Additionally, HHAs are paid under the Prospective Payment System for Home Health Agencies (HH PPS).26 Typically, there are two payments for an HH PPS unit of payment: the first is paid pursuant to a request for anticipated payment (RAP), and the second is paid upon the submission of the final claim.27 Generally, HHAs are given the greater of 120 days after the start of the episode or 60 days after the paid day of the RAP to submit the final claim.28 If the final claim is not submitted within that timeframe, the MAC auto-cancels the RAP and the full recoupment of the RAP payment is reflected on the HHA’s next remittance advice, requiring the provider to resubmit the RAP before submitting the final claim for payment.29 The blanket 1135 Waivers announced by CMS will permit MACs to extend the auto-cancellation date of RAPs.30
D. Waivers applicable to excluded distinct part units and patients of those units
Medicare statute and regulations provide for the classification of special types of Medicare-certified hospitals (or units of hospitals) that are excluded from payment under IPPS.31 Failure to meet any of the criteria specified in the Medicare regulations reverts the special classification of a hospital or unit to an acute care inpatient hospital or unit that is paid under the IPPS.
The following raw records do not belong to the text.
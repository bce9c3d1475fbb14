//! Index arithmetic shared by the view, ROI, and cursor layers.
//!
//! Everything here is plain integer math over a column-major layout
//! (first dimension fastest): `strides[i] = sizes[0] * ... * sizes[i-1]`,
//! `flat = sum(index[d] * strides[d])`. Circular access reduces every
//! out-of-range position to `[0, len)` with a true modulo, so negative
//! positions wrap backwards instead of misbehaving like `%` would.

/// Wraps an unbounded signed index into `[0, len)` using true modulo.
///
/// Unlike the `%` operator, negative inputs wrap around the far end:
/// `circ_index(-1, 5) == 4`. This single primitive underlies every
/// circular access path in the crate.
///
/// # Panics
///
/// Panics if `len == 0`.
#[inline]
pub fn circ_index(index: isize, len: usize) -> usize {
    assert!(len > 0, "circular index into zero-length buffer");
    let len = len as isize;
    (((index % len) + len) % len) as usize
}

/// Linearizes a multi-index against per-dimension strides.
///
/// Equivalent to the accumulation form `partial = index[d] * prod(sizes[0..d))`
/// summed over dimensions.
#[inline]
pub fn flat_index(indices: &[usize], strides: &[usize]) -> usize {
    debug_assert_eq!(indices.len(), strides.len());
    indices
        .iter()
        .zip(strides.iter())
        .map(|(&i, &s)| i * s)
        .sum()
}

/// Decomposes a flat index into per-dimension coordinates.
///
/// Walks the strides right to left: the highest dimension is recovered by
/// integer division, lower dimensions by the remainder. Inverse of
/// [`flat_index`] for coordinates inside the shape.
#[inline]
pub fn decompose(flat: usize, strides: &[usize], coords: &mut [usize]) {
    debug_assert_eq!(strides.len(), coords.len());
    let mut rem = flat;
    for d in (0..strides.len()).rev() {
        debug_assert!(strides[d] > 0, "decompose over degenerate stride");
        coords[d] = rem / strides[d];
        rem %= strides[d];
    }
}

/// Product of all extents, `None` on `usize` overflow.
///
/// An empty shape has volume 0, not 1: a buffer with no dimensions holds
/// nothing.
#[inline]
pub fn checked_volume(sizes: &[usize]) -> Option<usize> {
    if sizes.is_empty() || sizes.contains(&0) {
        return Some(0);
    }
    sizes.iter().try_fold(1usize, |acc, &s| acc.checked_mul(s))
}

/// Product of all extents.
///
/// # Panics
///
/// Panics if the product overflows `usize`.
#[inline]
pub fn volume(sizes: &[usize]) -> usize {
    match checked_volume(sizes) {
        Some(v) => v,
        None => panic!("shape volume overflows usize: {:?}", sizes),
    }
}

#[cfg(test)]
mod tests {
    use super::*;

    #[test]
    fn circ_index_wraps_forward_and_backward() {
        assert_eq!(circ_index(-1, 5), 4);
        assert_eq!(circ_index(5, 5), 0);
        assert_eq!(circ_index(7, 5), 2);
        assert_eq!(circ_index(0, 5), 0);
        assert_eq!(circ_index(-5, 5), 0);
        assert_eq!(circ_index(-7, 5), 3);
    }

    #[test]
    fn circ_index_is_periodic() {
        for i in -37isize..37 {
            for k in -3isize..4 {
                let len = 7usize;
                assert_eq!(circ_index(i, len), circ_index(i + k * len as isize, len));
            }
        }
    }

    #[test]
    fn circ_index_stays_in_range() {
        for i in -100isize..100 {
            let w = circ_index(i, 9);
            assert!(w < 9);
        }
    }

    #[test]
    #[should_panic(expected = "zero-length")]
    fn circ_index_rejects_empty() {
        circ_index(3, 0);
    }

    #[test]
    fn flat_and_decompose_round_trip() {
        // Shape (3, 4, 2), column-major strides (1, 3, 12).
        let strides = [1usize, 3, 12];
        let sizes = [3usize, 4, 2];
        for p in 0..sizes[2] {
            for c in 0..sizes[1] {
                for r in 0..sizes[0] {
                    let flat = flat_index(&[r, c, p], &strides);
                    let mut coords = [0usize; 3];
                    decompose(flat, &strides, &mut coords);
                    assert_eq!(coords, [r, c, p]);
                }
            }
        }
    }

    #[test]
    fn flat_index_matches_column_major_convention() {
        // (row, col) -> col * rows + row on a 4 x 3 shape.
        let strides = [1usize, 4];
        assert_eq!(flat_index(&[2, 1], &strides), 1 * 4 + 2);
        // (row, col, page) -> page * cols * rows + col * rows + row.
        let strides = [1usize, 4, 12];
        assert_eq!(flat_index(&[2, 1, 1], &strides), 12 + 4 + 2);
    }

    #[test]
    fn volume_of_shapes() {
        assert_eq!(checked_volume(&[]), Some(0));
        assert_eq!(checked_volume(&[4]), Some(4));
        assert_eq!(checked_volume(&[3, 4, 2]), Some(24));
        assert_eq!(checked_volume(&[3, 0, 2]), Some(0));
        assert_eq!(checked_volume(&[usize::MAX, usize::MAX, 0]), Some(0));
        assert_eq!(checked_volume(&[usize::MAX, 2]), None);
        assert_eq!(volume(&[5, 5]), 25);
    }

    #[test]
    #[should_panic(expected = "overflows")]
    fn volume_panics_on_overflow() {
        volume(&[usize::MAX, 3]);
    }
}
For an acute care hospital’s distinct part psychiatric unit to qualify for exemption from IPPS, a distinct part unit must be primarily engaged in providing, by or under the supervision of a psychiatrist, psychiatric services for the diagnosis and treatment of persons with mental illness as well as meet the conditions of participation for hospitals and the special conditions of participation for psychiatric hospitals.32 A distinct part psychiatric unit must meet the requirements established for distinct part units in hospitals including separately identifiable admission and discharge records and physically separate beds, and must also meet additional requirements established by regulation.33
An inpatient rehabilitation facility or unit (IRF) likewise must meet certain requirements to be excluded from IPPS and paid as an IRF. These conditions of classification require that at least 75 percent of the IRF’s inpatient population must require intensive rehabilitation services for one of 10 enumerated conditions,34 and a distinct IRF unit must have beds that are physically separate from the hospital’s other beds, separately identified admission and discharge records from those of the hospital, and policies that specify that necessary clinical information is sent to the unit upon transfer of a hospital’s patient to the unit, and it must meet additional conditions of payment.35
The blanket 1135 Waivers permit acute care hospitals to place acute care inpatients in their excluded distinct part units without causing a reversion of those units to a general acute care hospital unit for reimbursement classification purposes. Before placing patients in its excluded unit(s), the hospital must assess whether placement is appropriate for the care of acute inpatients, and the decision to place an acute care patient in such a unit must be documented in the patient’s medical record and with a note that the reason for the placement is due to capacity issues related to the COVID-19 emergency. The hospital should continue to bill for the acute inpatient’s services under the IPPS (rather than under the excluded unit’s reimbursement system).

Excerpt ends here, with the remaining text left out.